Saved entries
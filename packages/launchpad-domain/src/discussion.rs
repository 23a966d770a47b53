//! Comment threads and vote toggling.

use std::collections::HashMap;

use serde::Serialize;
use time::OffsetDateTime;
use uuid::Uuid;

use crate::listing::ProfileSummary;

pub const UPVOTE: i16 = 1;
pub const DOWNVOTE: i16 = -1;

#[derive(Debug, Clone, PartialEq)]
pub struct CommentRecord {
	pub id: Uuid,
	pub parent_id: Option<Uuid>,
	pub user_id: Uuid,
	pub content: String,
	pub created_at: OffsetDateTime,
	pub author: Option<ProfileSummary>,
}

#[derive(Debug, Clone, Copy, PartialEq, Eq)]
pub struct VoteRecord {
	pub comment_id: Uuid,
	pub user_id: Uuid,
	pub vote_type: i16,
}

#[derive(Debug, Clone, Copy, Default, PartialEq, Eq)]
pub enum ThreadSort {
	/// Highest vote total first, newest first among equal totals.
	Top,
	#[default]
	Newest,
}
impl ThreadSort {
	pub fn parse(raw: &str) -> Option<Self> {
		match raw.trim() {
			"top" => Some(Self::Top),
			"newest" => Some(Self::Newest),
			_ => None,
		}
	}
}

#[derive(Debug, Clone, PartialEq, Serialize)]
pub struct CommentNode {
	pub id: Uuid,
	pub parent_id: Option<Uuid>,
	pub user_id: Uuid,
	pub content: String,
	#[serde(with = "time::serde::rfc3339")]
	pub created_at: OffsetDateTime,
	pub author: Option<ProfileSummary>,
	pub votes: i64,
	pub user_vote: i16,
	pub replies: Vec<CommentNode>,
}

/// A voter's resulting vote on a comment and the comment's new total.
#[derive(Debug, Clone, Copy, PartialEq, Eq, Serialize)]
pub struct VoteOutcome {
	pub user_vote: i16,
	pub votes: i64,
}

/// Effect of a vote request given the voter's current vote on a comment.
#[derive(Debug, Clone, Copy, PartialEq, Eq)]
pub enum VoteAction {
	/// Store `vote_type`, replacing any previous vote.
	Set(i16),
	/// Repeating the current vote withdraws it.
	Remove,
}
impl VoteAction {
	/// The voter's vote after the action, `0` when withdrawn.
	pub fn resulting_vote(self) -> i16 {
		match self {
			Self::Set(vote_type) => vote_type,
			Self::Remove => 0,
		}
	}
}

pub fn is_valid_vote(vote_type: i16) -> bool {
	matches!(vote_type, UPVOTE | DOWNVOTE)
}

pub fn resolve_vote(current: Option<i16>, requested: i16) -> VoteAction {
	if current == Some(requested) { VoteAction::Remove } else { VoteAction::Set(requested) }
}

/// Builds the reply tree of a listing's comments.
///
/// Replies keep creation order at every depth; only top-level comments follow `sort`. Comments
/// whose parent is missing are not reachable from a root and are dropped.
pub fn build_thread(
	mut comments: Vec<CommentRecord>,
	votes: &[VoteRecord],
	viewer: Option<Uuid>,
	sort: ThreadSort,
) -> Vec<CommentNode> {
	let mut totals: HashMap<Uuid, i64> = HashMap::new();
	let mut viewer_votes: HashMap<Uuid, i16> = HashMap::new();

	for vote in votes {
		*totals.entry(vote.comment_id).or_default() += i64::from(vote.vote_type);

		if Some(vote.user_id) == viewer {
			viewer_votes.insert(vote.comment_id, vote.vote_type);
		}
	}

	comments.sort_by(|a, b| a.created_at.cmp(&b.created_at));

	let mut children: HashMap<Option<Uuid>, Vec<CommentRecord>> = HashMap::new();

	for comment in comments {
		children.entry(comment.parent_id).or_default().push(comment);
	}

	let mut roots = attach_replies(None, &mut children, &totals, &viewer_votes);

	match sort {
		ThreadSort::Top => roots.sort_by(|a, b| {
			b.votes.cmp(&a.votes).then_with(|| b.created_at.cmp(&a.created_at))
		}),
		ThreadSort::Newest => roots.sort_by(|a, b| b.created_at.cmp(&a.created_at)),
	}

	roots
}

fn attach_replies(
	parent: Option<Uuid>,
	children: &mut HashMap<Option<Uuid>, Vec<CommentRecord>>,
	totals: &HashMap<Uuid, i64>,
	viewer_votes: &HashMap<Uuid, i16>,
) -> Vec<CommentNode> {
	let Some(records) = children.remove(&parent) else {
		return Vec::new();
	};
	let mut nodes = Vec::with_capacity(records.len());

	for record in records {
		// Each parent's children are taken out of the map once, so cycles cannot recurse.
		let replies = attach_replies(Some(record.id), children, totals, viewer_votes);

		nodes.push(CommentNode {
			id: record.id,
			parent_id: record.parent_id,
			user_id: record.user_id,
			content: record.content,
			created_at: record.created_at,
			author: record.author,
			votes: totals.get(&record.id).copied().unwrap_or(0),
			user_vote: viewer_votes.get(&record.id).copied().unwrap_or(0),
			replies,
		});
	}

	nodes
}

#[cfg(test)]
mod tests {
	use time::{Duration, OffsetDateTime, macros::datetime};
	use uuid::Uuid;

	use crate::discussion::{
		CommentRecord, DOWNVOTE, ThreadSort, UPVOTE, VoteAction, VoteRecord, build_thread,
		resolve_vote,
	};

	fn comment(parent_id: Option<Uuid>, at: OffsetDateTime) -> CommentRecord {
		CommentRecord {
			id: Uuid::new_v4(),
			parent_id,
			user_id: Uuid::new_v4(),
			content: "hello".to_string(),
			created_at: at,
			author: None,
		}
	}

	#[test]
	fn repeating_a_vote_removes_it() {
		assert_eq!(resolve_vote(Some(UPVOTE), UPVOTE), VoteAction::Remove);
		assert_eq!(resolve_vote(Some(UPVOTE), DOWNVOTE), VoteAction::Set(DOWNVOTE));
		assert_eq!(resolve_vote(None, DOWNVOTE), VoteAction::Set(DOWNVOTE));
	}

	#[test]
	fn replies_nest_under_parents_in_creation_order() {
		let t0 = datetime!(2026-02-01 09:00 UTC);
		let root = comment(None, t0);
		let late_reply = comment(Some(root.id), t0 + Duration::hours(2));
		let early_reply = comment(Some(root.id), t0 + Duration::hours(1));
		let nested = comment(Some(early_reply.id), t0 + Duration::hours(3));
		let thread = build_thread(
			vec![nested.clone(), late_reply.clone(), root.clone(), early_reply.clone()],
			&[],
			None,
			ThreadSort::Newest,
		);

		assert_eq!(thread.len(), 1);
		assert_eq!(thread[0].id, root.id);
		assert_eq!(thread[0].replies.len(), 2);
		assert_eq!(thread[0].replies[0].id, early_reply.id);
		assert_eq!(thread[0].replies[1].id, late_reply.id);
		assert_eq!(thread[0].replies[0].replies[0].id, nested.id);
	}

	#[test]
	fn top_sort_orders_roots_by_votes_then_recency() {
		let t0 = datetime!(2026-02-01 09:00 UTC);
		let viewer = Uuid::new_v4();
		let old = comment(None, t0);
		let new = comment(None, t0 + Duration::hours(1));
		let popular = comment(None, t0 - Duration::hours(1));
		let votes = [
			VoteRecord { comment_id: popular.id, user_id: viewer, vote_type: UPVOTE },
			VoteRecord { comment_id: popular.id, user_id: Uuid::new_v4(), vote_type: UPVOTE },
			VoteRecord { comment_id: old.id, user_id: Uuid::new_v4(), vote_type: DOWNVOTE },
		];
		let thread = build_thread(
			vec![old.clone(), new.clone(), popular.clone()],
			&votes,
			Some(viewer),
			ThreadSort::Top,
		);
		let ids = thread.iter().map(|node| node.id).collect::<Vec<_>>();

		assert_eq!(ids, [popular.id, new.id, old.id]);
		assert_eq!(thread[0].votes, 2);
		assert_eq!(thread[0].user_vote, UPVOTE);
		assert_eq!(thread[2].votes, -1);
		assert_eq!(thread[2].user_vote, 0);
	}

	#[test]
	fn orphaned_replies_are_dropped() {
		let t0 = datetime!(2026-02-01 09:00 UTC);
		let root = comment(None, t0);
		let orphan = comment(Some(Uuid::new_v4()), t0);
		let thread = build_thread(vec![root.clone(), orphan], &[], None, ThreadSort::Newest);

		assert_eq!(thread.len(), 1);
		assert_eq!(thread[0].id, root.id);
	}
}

What the task requires
Filter the records above down to the lines that hold the string "HashMap".

Response area
use std::collections::HashMap;
	let mut totals: HashMap<Uuid, i64> = HashMap::new();
	let mut viewer_votes: HashMap<Uuid, i16> = HashMap::new();
	let mut children: HashMap<Option<Uuid>, Vec<CommentRecord>> = HashMap::new();
	children: &mut HashMap<Option<Uuid>, Vec<CommentRecord>>,
	totals: &HashMap<Uuid, i64>,
	viewer_votes: &HashMap<Uuid, i16>,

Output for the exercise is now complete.